* **Work required**
Look through the data below and report how many lines include "rows". Only the number should be given.

* **Given entries**
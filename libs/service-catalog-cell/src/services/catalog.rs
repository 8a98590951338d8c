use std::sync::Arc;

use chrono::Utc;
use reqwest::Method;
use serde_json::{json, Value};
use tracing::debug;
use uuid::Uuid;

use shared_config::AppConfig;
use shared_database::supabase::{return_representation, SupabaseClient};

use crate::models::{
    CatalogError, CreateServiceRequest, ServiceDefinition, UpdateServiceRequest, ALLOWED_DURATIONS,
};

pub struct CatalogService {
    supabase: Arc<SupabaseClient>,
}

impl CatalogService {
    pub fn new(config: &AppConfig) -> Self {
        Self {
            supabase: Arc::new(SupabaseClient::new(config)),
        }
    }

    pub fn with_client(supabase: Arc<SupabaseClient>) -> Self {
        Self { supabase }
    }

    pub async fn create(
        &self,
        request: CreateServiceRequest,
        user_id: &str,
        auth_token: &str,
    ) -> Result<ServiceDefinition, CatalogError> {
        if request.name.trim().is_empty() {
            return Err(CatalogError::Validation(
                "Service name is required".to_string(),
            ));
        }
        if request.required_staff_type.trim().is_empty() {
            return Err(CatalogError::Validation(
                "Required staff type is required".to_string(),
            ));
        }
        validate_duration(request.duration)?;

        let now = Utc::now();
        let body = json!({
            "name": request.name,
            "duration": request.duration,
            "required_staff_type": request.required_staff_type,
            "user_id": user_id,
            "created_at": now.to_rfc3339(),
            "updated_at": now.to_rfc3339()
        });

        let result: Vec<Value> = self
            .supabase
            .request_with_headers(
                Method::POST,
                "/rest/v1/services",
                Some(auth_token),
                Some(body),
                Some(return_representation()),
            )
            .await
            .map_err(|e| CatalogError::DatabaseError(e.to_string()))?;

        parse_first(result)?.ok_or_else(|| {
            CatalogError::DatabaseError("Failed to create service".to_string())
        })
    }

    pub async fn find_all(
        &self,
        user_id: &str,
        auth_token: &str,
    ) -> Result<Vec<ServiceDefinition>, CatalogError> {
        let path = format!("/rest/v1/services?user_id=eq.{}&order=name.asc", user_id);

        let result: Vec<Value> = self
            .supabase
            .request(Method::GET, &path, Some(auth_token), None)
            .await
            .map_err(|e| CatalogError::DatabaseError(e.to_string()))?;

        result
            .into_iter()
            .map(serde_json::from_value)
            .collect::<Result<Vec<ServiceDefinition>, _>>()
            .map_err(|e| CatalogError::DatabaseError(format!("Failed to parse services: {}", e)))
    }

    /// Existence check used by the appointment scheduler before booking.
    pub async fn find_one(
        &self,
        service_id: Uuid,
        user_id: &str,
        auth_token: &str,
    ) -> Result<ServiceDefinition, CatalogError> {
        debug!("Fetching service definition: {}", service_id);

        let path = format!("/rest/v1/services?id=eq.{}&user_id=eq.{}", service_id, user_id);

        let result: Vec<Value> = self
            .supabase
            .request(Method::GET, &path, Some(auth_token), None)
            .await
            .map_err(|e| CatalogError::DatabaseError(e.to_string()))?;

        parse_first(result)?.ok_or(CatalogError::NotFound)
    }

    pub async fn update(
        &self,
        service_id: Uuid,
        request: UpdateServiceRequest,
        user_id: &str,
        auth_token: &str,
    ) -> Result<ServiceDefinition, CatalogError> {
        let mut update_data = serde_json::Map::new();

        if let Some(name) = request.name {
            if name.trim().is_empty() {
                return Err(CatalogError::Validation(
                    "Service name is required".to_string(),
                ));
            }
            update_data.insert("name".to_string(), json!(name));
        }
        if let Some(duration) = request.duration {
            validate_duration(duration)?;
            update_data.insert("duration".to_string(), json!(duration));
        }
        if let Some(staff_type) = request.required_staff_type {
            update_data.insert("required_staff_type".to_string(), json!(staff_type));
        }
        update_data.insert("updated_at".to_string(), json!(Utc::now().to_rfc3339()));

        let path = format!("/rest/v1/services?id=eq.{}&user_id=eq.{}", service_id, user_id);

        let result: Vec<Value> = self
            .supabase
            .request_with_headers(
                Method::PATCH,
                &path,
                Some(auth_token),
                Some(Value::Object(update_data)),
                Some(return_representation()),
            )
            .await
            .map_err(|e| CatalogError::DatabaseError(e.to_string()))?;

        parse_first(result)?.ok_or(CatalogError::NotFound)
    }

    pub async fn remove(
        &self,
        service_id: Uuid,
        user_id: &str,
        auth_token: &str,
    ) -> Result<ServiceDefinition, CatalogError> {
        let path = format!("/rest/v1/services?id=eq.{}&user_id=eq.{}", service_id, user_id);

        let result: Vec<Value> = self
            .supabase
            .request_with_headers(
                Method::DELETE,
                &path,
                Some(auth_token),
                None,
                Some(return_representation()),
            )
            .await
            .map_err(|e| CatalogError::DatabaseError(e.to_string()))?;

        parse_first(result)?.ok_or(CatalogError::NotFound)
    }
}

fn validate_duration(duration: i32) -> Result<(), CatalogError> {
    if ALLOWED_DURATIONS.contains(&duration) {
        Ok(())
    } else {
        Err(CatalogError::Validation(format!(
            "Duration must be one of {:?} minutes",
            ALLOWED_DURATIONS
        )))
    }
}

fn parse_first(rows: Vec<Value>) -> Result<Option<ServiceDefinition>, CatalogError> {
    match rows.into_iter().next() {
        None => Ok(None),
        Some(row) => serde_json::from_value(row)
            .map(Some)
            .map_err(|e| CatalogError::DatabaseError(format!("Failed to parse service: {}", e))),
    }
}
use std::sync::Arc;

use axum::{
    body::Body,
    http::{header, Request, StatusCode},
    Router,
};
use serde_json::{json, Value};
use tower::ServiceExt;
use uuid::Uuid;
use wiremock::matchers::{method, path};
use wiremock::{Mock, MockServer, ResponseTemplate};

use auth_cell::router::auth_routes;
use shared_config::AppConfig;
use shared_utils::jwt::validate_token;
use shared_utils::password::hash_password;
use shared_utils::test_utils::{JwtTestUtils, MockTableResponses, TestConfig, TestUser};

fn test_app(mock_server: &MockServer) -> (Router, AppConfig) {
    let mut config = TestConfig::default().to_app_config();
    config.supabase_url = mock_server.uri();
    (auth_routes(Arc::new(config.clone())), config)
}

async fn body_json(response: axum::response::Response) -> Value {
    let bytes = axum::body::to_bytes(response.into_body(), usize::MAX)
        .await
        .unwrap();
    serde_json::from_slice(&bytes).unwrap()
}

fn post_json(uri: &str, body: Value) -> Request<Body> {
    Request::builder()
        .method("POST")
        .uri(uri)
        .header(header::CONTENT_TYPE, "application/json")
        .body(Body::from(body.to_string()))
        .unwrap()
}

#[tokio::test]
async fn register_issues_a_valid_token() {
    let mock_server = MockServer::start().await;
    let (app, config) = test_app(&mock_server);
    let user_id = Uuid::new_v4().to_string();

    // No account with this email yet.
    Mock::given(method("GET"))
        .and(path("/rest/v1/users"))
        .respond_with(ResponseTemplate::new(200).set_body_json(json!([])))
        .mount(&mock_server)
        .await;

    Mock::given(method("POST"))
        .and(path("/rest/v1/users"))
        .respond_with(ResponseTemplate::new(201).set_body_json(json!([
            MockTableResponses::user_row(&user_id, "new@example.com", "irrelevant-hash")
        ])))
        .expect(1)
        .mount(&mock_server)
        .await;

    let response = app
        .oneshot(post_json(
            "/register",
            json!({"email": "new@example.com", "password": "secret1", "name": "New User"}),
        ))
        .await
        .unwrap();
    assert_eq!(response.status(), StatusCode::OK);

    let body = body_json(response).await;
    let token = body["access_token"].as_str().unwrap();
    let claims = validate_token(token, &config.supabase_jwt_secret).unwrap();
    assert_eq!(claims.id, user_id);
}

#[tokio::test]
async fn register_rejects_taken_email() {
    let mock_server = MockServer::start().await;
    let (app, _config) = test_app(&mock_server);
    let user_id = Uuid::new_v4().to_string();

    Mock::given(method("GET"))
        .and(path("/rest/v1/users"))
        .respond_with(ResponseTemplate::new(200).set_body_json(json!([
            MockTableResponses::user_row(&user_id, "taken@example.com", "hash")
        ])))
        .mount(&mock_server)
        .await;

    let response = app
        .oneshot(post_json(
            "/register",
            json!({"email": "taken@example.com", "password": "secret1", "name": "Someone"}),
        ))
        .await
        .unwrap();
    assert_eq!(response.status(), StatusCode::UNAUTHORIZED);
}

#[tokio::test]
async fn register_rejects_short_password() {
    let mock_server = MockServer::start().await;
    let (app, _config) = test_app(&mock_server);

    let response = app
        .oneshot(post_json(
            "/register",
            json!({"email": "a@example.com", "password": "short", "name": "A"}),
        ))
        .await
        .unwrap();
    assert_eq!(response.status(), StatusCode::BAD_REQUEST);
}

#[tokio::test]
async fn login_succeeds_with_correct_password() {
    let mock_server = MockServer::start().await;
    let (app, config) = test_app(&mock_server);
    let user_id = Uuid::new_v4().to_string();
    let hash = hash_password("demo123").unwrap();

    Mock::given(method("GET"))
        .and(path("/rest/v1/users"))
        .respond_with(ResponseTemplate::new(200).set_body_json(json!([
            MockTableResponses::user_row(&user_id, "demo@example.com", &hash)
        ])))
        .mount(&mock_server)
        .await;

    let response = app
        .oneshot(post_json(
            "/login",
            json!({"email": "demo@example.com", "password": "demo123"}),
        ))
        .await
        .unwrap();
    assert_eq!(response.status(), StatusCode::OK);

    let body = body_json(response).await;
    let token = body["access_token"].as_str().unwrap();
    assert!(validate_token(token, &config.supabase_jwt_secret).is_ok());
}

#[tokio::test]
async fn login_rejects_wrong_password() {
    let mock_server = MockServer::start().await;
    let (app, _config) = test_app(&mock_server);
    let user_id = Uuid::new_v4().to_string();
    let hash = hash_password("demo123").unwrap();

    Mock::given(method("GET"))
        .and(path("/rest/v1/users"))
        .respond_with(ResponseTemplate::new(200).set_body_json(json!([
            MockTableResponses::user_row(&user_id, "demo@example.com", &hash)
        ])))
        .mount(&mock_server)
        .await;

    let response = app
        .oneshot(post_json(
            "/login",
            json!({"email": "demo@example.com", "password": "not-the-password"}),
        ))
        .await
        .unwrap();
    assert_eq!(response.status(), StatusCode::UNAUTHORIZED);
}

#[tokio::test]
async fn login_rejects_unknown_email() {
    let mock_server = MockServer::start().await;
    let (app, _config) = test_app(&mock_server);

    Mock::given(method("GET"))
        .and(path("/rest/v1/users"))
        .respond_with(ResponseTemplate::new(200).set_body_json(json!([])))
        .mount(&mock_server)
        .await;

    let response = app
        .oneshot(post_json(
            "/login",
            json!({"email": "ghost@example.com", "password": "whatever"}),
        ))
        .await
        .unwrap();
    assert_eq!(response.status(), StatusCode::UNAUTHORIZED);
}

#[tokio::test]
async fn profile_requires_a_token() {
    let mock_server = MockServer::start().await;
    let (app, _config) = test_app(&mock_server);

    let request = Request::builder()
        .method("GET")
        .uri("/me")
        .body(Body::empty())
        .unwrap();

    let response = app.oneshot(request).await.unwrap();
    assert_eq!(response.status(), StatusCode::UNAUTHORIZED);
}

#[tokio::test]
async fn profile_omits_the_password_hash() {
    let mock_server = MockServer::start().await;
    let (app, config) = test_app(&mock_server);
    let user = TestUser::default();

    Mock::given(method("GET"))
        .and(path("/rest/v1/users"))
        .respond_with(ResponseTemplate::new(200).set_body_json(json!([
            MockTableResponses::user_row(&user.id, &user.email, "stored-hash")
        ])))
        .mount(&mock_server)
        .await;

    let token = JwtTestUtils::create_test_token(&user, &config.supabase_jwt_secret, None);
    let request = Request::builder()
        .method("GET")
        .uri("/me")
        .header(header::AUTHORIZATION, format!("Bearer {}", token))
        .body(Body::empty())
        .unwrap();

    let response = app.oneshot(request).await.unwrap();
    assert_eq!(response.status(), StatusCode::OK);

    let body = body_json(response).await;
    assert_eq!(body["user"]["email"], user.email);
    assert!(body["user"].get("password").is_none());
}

* **Written reply**
2